Assim, mesmo não sendo co-responsáveis a finalidade do Representantes legais – REPLEG continua a ser muito discutível, pois indica que o nome dos administradores, diretores, membros do conselho de administração e pessoas encarregadas da gestão das sociedades constará da dívida ativa, mesmo que eles não sejam responsáveis, o que não tem qualquer nexo com a exigência das contribuições, além de prejudicar sobremaneira os responsáveis pela administração da empresa.

De se salientar que caso o nome dos administradores, diretores, membros do conselho de administração e pessoas encarregadas da gestão das sociedades conste na CDA, mesmo sem que não tenham agido com culpa e dolo, pode afetá-los sobremaneira injustamente. Trata-se de verdadeira armadilha, pois quando o nome consta na CDA, mesmo que inicialmente a execução não seja ajuizada contra o administrador, o ônus da prova de que este não agiu com culpa e dolo passa a ser do responsável pela administração.

De fato, o STJ consolidou jurisprudência no sentido de que:

1- Se a execução foi ajuizada apenas contra a pessoa jurídica, mas o nome do sócio consta da CDA, a ele incumbe o ônus da prova de que não ficou caracterizada nenhuma das circunstâncias previstas no art. 135 do CTN, ou seja, não houve a prática de atos “com excesso de poderes ou infração de lei, contrato social ou estatutos” (REsp 1.104.900/ES, 1a Seção, Rei. Min. Denise Arruda, DJe de 1°.4.2009 – recurso submetido à sistemática prevista no art.543-C do CPC, c/c a Resolução 8/2008 – Presidência/STJ), sendo que “a presunção de legitimidade assegurada à CDA impõe ao executado que figura no título executivo o ônus de demonstrar a inexistência de sua responsabilidade tributária, demonstração essa que, por demandar prova, deve ser promovida no âmbito dos embargos à execução” (REsp 1.110.925/SP, 1ª Seção, Rei. Min. Teori Albino Zavascki, DJe de 4.5.2009 – recurso submetido à sistemática prevista no art. 543-C do CPC, c/c a Resolução 8/2008 – Presidência/STJ) – AgRg no AREsp 357.288/ES, Rei. Ministro Mauro Campbell Marques, Segunda Turma, julgado em 03/10/2013, DJe 11/10/2013.

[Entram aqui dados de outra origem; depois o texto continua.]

//! Photo metadata storage.
//!
//! The store owns metadata only; the actual image bytes live with the
//! external host and are referenced by `image_url`, which never changes
//! after insert.

use sqlx::sqlite::SqlitePool;

#[derive(Clone)]
pub struct PhotoStore {
    pool: SqlitePool,
}

/// A stored photo record.
#[derive(Debug, Clone, PartialEq)]
pub struct Photo {
    pub id: i64,
    pub uuid: String,
    pub title: String,
    pub description: Option<String>,
    pub image_url: String,
    pub alt: String,
    pub category_name: String,
    pub category_slug: String,
    pub date_taken: Option<String>,
    pub location: Option<String>,
    pub created_at: String,
    pub updated_at: String,
}

/// Input for creating a photo after a successful host upload.
#[derive(Debug, Clone)]
pub struct NewPhoto {
    pub title: String,
    pub description: Option<String>,
    pub image_url: String,
    pub alt: String,
    pub category_name: String,
    pub category_slug: String,
    pub date_taken: Option<String>,
    pub location: Option<String>,
}

/// A sparse patch: only `Some` fields are written, everything else is
/// left untouched.
#[derive(Debug, Clone, Default)]
pub struct PhotoPatch {
    pub title: Option<String>,
    pub description: Option<String>,
    pub alt: Option<String>,
    pub category_name: Option<String>,
    pub category_slug: Option<String>,
    pub date_taken: Option<String>,
    pub location: Option<String>,
}

#[derive(sqlx::FromRow)]
struct PhotoRow {
    id: i64,
    uuid: String,
    title: String,
    description: Option<String>,
    image_url: String,
    alt: String,
    category_name: String,
    category_slug: String,
    date_taken: Option<String>,
    location: Option<String>,
    created_at: String,
    updated_at: String,
}

impl From<PhotoRow> for Photo {
    fn from(row: PhotoRow) -> Self {
        Self {
            id: row.id,
            uuid: row.uuid,
            title: row.title,
            description: row.description,
            image_url: row.image_url,
            alt: row.alt,
            category_name: row.category_name,
            category_slug: row.category_slug,
            date_taken: row.date_taken,
            location: row.location,
            created_at: row.created_at,
            updated_at: row.updated_at,
        }
    }
}

const PHOTO_COLUMNS: &str = "id, uuid, title, description, image_url, alt, category_name, \
                             category_slug, date_taken, location, created_at, updated_at";

impl PhotoStore {
    pub fn new(pool: SqlitePool) -> Self {
        Self { pool }
    }

    /// Insert a new photo and return the stored record.
    pub async fn create(&self, input: NewPhoto) -> Result<Photo, sqlx::Error> {
        let uuid = uuid::Uuid::new_v4().to_string();

        sqlx::query(
            "INSERT INTO photos (uuid, title, description, image_url, alt, category_name, \
             category_slug, date_taken, location) VALUES (?, ?, ?, ?, ?, ?, ?, ?, ?)",
        )
        .bind(&uuid)
        .bind(&input.title)
        .bind(&input.description)
        .bind(&input.image_url)
        .bind(&input.alt)
        .bind(&input.category_name)
        .bind(&input.category_slug)
        .bind(&input.date_taken)
        .bind(&input.location)
        .execute(&self.pool)
        .await?;

        let row: PhotoRow =
            sqlx::query_as(&format!("SELECT {} FROM photos WHERE uuid = ?", PHOTO_COLUMNS))
                .bind(&uuid)
                .fetch_one(&self.pool)
                .await?;
        Ok(Photo::from(row))
    }

    /// Get a photo by UUID.
    pub async fn get_by_uuid(&self, uuid: &str) -> Result<Option<Photo>, sqlx::Error> {
        let row: Option<PhotoRow> =
            sqlx::query_as(&format!("SELECT {} FROM photos WHERE uuid = ?", PHOTO_COLUMNS))
                .bind(uuid)
                .fetch_optional(&self.pool)
                .await?;
        Ok(row.map(Photo::from))
    }

    /// List photos newest-first, optionally filtered by exact category slug.
    /// The id tiebreak keeps same-second inserts in insertion order.
    pub async fn list(&self, category_slug: Option<&str>) -> Result<Vec<Photo>, sqlx::Error> {
        let rows: Vec<PhotoRow> = match category_slug {
            Some(slug) => {
                sqlx::query_as(&format!(
                    "SELECT {} FROM photos WHERE category_slug = ? \
                     ORDER BY created_at DESC, id DESC",
                    PHOTO_COLUMNS
                ))
                .bind(slug)
                .fetch_all(&self.pool)
                .await?
            }
            None => {
                sqlx::query_as(&format!(
                    "SELECT {} FROM photos ORDER BY created_at DESC, id DESC",
                    PHOTO_COLUMNS
                ))
                .fetch_all(&self.pool)
                .await?
            }
        };
        Ok(rows.into_iter().map(Photo::from).collect())
    }

    /// Apply a sparse patch to a photo. Fields left as `None` keep their
    /// current value; `image_url` is immutable and cannot be patched.
    /// Returns the updated record, or `None` if the photo does not exist.
    pub async fn update(
        &self,
        uuid: &str,
        patch: PhotoPatch,
    ) -> Result<Option<Photo>, sqlx::Error> {
        let Some(existing) = self.get_by_uuid(uuid).await? else {
            return Ok(None);
        };

        let title = patch.title.unwrap_or(existing.title);
        let description = patch.description.or(existing.description);
        let alt = patch.alt.unwrap_or(existing.alt);
        let category_name = patch.category_name.unwrap_or(existing.category_name);
        let category_slug = patch.category_slug.unwrap_or(existing.category_slug);
        let date_taken = patch.date_taken.or(existing.date_taken);
        let location = patch.location.or(existing.location);

        sqlx::query(
            "UPDATE photos SET title = ?, description = ?, alt = ?, category_name = ?, \
             category_slug = ?, date_taken = ?, location = ?, updated_at = datetime('now') \
             WHERE uuid = ?",
        )
        .bind(&title)
        .bind(&description)
        .bind(&alt)
        .bind(&category_name)
        .bind(&category_slug)
        .bind(&date_taken)
        .bind(&location)
        .bind(uuid)
        .execute(&self.pool)
        .await?;

        self.get_by_uuid(uuid).await
    }

    /// Delete a photo by UUID. Returns true if a record was deleted.
    pub async fn delete(&self, uuid: &str) -> Result<bool, sqlx::Error> {
        let result = sqlx::query("DELETE FROM photos WHERE uuid = ?")
            .bind(uuid)
            .execute(&self.pool)
            .await?;
        Ok(result.rows_affected() > 0)
    }

    /// Count all stored photos.
    pub async fn count(&self) -> Result<i64, sqlx::Error> {
        let count: (i64,) = sqlx::query_as("SELECT COUNT(*) FROM photos")
            .fetch_one(&self.pool)
            .await?;
        Ok(count.0)
    }
}

#[cfg(test)]
mod tests {
    use super::*;
    use crate::db::Database;

    fn sample(title: &str, slug: &str) -> NewPhoto {
        NewPhoto {
            title: title.to_string(),
            description: None,
            image_url: format!("https://host.example/{}.jpg", title),
            alt: title.to_string(),
            category_name: slug.to_string(),
            category_slug: slug.to_string(),
            date_taken: None,
            location: None,
        }
    }

    #[tokio::test]
    async fn test_create_and_get() {
        let db = Database::open(":memory:").await.unwrap();

        let photo = db
            .photos()
            .create(NewPhoto {
                description: Some("Golden hour".to_string()),
                location: Some("Lofoten".to_string()),
                ..sample("Sunset", "nature")
            })
            .await
            .unwrap();

        let fetched = db.photos().get_by_uuid(&photo.uuid).await.unwrap().unwrap();
        assert_eq!(fetched, photo);
        assert_eq!(fetched.title, "Sunset");
        assert_eq!(fetched.description.as_deref(), Some("Golden hour"));
        assert_eq!(fetched.category_slug, "nature");
        assert_eq!(fetched.location.as_deref(), Some("Lofoten"));
    }

    #[tokio::test]
    async fn test_list_newest_first() {
        let db = Database::open(":memory:").await.unwrap();

        db.photos().create(sample("First", "nature")).await.unwrap();
        db.photos().create(sample("Second", "nature")).await.unwrap();
        db.photos().create(sample("Third", "urban")).await.unwrap();

        let all = db.photos().list(None).await.unwrap();
        let titles: Vec<_> = all.iter().map(|p| p.title.as_str()).collect();
        assert_eq!(titles, vec!["Third", "Second", "First"]);
    }

    #[tokio::test]
    async fn test_list_by_category_slug() {
        let db = Database::open(":memory:").await.unwrap();

        db.photos().create(sample("Forest", "nature")).await.unwrap();
        db.photos().create(sample("Street", "urban")).await.unwrap();

        let nature = db.photos().list(Some("nature")).await.unwrap();
        assert_eq!(nature.len(), 1);
        assert_eq!(nature[0].title, "Forest");

        // Exact slug match only
        let none = db.photos().list(Some("natur")).await.unwrap();
        assert!(none.is_empty());
    }

    #[tokio::test]
    async fn test_sparse_patch_leaves_other_fields() {
        let db = Database::open(":memory:").await.unwrap();

        let photo = db
            .photos()
            .create(NewPhoto {
                description: Some("Original description".to_string()),
                location: Some("Iceland".to_string()),
                ..sample("Old title", "nature")
            })
            .await
            .unwrap();

        let updated = db
            .photos()
            .update(
                &photo.uuid,
                PhotoPatch {
                    title: Some("New".to_string()),
                    ..PhotoPatch::default()
                },
            )
            .await
            .unwrap()
            .unwrap();

        assert_eq!(updated.title, "New");
        assert_eq!(updated.description.as_deref(), Some("Original description"));
        assert_eq!(updated.location.as_deref(), Some("Iceland"));
        assert_eq!(updated.image_url, photo.image_url);
        assert_eq!(updated.created_at, photo.created_at);
    }

    #[tokio::test]
    async fn test_patch_missing_photo_is_none() {
        let db = Database::open(":memory:").await.unwrap();

        let result = db
            .photos()
            .update("no-such-uuid", PhotoPatch::default())
            .await
            .unwrap();
        assert!(result.is_none());
    }

    #[tokio::test]
    async fn test_delete() {
        let db = Database::open(":memory:").await.unwrap();

        let photo = db.photos().create(sample("Doomed", "nature")).await.unwrap();

        assert!(db.photos().delete(&photo.uuid).await.unwrap());
        assert!(db.photos().get_by_uuid(&photo.uuid).await.unwrap().is_none());
        assert!(!db.photos().delete(&photo.uuid).await.unwrap());
    }
}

2- Já se o nome do sócio não consta da CDA e a execução fiscal foi proposta somente contra a pessoa jurídica, ônus da prova caberá ao Fisco (AgRg no AREsp 8.282/RS, Rei. Ministro Humberto Martins, Segunda Turma, julgado em 07/02/2012, DJe 13/02/2012).

Assim, indicar  o nome dos administradores no REPLEG não é um ato que objetiva apenas ajudar a procuradoria a, se for necessário, achar os administradores, mas tem a intenção deliberada de inverter o ônus da prova que é do fisco e passar o ônus ao administrador.

Desta forma a Súmula 88 deve ser revista com urgência, pois o “Relatório de Representantes Legais – RepLeg” e a “Relação de Vínculos – VÍNCULOS”, não tem finalidade meramente informativa, como que parece. Ao indicar os sócios no lançamento, a verdadeira finalidade é colocar o nome dos administradores na CDA, para depois, se necessário, indica-los como responsáveis passando o ônus da prova ao particular.